> Work instruction:
Each record below should be written out again exactly as given.

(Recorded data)
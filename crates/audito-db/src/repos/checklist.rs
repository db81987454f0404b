//! Checklist template repository.
//!
//! Templates are read-only through the API. An empty store is seeded with the
//! built-in ISO defaults on first read.

use audito_core::defaults::default_checklists;
use audito_core::entities::ChecklistTemplate;
use serde::{Deserialize, Serialize};

use crate::CHECKLISTS_FILE;
use crate::error::DatabaseError;
use crate::service::AuditoService;

#[derive(Debug, Default, Serialize, Deserialize)]
struct ChecklistsDocument {
    #[serde(default)]
    checklists: Vec<ChecklistTemplate>,
}

impl AuditoService {
    /// Stored checklist templates, seeding the defaults when none exist.
    ///
    /// # Errors
    ///
    /// Returns `DatabaseError` if `checklists.json` is unreadable or the seed
    /// cannot be written.
    pub async fn list_checklists(&self) -> Result<Vec<ChecklistTemplate>, DatabaseError> {
        let doc: ChecklistsDocument = self.db().read_document(CHECKLISTS_FILE)?;
        if !doc.checklists.is_empty() {
            return Ok(doc.checklists);
        }

        let _guard = self.lock_writes().await;
        // Another request may have seeded while we waited.
        let doc: ChecklistsDocument = self.db().read_document(CHECKLISTS_FILE)?;
        if !doc.checklists.is_empty() {
            return Ok(doc.checklists);
        }

        let seeded = ChecklistsDocument {
            checklists: default_checklists(),
        };
        self.db().write_document(CHECKLISTS_FILE, &seeded)?;
        tracing::info!(count = seeded.checklists.len(), "seeded default checklists");
        Ok(seeded.checklists)
    }
}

> Worked solution:
filename crates/audito-db/src/repos/checklist.rs
repository db81987454f0404b
//! Checklist template repository.
//!
//! Templates are read-only through the API. An empty store is seeded with the
//! built-in ISO defaults on first read.

use audito_core::defaults::default_checklists;
use audito_core::entities::ChecklistTemplate;
use serde::{Deserialize, Serialize};

use crate::CHECKLISTS_FILE;
use crate::error::DatabaseError;
use crate::service::AuditoService;

#[derive(Debug, Default, Serialize, Deserialize)]
struct ChecklistsDocument {
    #[serde(default)]
    checklists: Vec<ChecklistTemplate>,
}

impl AuditoService {
    /// Stored checklist templates, seeding the defaults when none exist.
    ///
    /// # Errors
    ///
    /// Returns `DatabaseError` if `checklists.json` is unreadable or the seed
    /// cannot be written.
    pub async fn list_checklists(&self) -> Result<Vec<ChecklistTemplate>, DatabaseError> {
        let doc: ChecklistsDocument = self.db().read_document(CHECKLISTS_FILE)?;
        if !doc.checklists.is_empty() {
            return Ok(doc.checklists);
        }

        let _guard = self.lock_writes().await;
        // Another request may have seeded while we waited.
        let doc: ChecklistsDocument = self.db().read_document(CHECKLISTS_FILE)?;
        if !doc.checklists.is_empty() {
            return Ok(doc.checklists);
        }

        let seeded = ChecklistsDocument {
            checklists: default_checklists(),
        };
        self.db().write_document(CHECKLISTS_FILE, &seeded)?;
        tracing::info!(count = seeded.checklists.len(), "seeded default checklists");
        Ok(seeded.checklists)
    }
}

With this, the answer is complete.